*** TASK INPUTS ***
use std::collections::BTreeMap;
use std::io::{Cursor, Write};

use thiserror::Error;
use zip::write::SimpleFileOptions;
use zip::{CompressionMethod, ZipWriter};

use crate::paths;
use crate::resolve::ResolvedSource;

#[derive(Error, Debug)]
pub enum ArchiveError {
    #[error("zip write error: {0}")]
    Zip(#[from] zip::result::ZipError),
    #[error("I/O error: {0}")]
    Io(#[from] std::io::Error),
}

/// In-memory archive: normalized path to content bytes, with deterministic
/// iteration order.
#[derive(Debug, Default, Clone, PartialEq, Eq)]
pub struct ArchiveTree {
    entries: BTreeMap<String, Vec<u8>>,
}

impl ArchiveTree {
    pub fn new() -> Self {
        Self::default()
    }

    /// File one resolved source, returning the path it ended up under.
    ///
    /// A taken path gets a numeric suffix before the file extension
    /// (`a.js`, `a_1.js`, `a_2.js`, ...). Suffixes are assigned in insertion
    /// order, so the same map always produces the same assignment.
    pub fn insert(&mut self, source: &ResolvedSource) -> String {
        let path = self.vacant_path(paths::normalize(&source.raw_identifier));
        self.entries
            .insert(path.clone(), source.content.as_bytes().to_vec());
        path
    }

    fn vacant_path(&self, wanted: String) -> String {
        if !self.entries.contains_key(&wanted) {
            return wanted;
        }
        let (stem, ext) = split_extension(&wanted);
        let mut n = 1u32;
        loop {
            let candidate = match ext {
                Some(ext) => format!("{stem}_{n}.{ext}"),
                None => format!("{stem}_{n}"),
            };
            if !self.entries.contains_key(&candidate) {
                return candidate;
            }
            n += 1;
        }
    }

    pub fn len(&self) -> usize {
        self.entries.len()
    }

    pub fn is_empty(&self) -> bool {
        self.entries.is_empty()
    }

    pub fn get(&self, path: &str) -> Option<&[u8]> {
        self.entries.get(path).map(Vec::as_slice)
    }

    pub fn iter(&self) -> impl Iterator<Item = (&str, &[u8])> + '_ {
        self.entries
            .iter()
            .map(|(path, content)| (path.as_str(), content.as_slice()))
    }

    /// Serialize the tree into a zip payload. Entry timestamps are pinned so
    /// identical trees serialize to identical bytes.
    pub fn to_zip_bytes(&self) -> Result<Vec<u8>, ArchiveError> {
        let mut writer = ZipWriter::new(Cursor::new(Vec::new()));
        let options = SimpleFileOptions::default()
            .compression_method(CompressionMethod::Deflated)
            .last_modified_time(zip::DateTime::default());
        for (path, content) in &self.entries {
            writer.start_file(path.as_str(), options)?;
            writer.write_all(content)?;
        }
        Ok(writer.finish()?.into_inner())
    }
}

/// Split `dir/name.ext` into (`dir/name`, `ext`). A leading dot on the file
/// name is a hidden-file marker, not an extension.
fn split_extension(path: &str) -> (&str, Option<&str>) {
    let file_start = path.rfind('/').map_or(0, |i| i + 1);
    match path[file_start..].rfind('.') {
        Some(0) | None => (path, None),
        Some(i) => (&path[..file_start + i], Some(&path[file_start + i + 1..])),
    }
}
*** End of TASK INPUTS ***
- _ABOUT THIS EXERCISE_
The response must repeat exactly the lines from the top of the material through the line containing "pub struct ArchiveTree", both included, with no other output.

- _SOLUTION TO THE EXERCISE_
use std::collections::BTreeMap;
use std::io::{Cursor, Write};

use thiserror::Error;
use zip::write::SimpleFileOptions;
use zip::{CompressionMethod, ZipWriter};

use crate::paths;
use crate::resolve::ResolvedSource;

#[derive(Error, Debug)]
pub enum ArchiveError {
    #[error("zip write error: {0}")]
    Zip(#[from] zip::result::ZipError),
    #[error("I/O error: {0}")]
    Io(#[from] std::io::Error),
}

/// In-memory archive: normalized path to content bytes, with deterministic
/// iteration order.
#[derive(Debug, Default, Clone, PartialEq, Eq)]
pub struct ArchiveTree {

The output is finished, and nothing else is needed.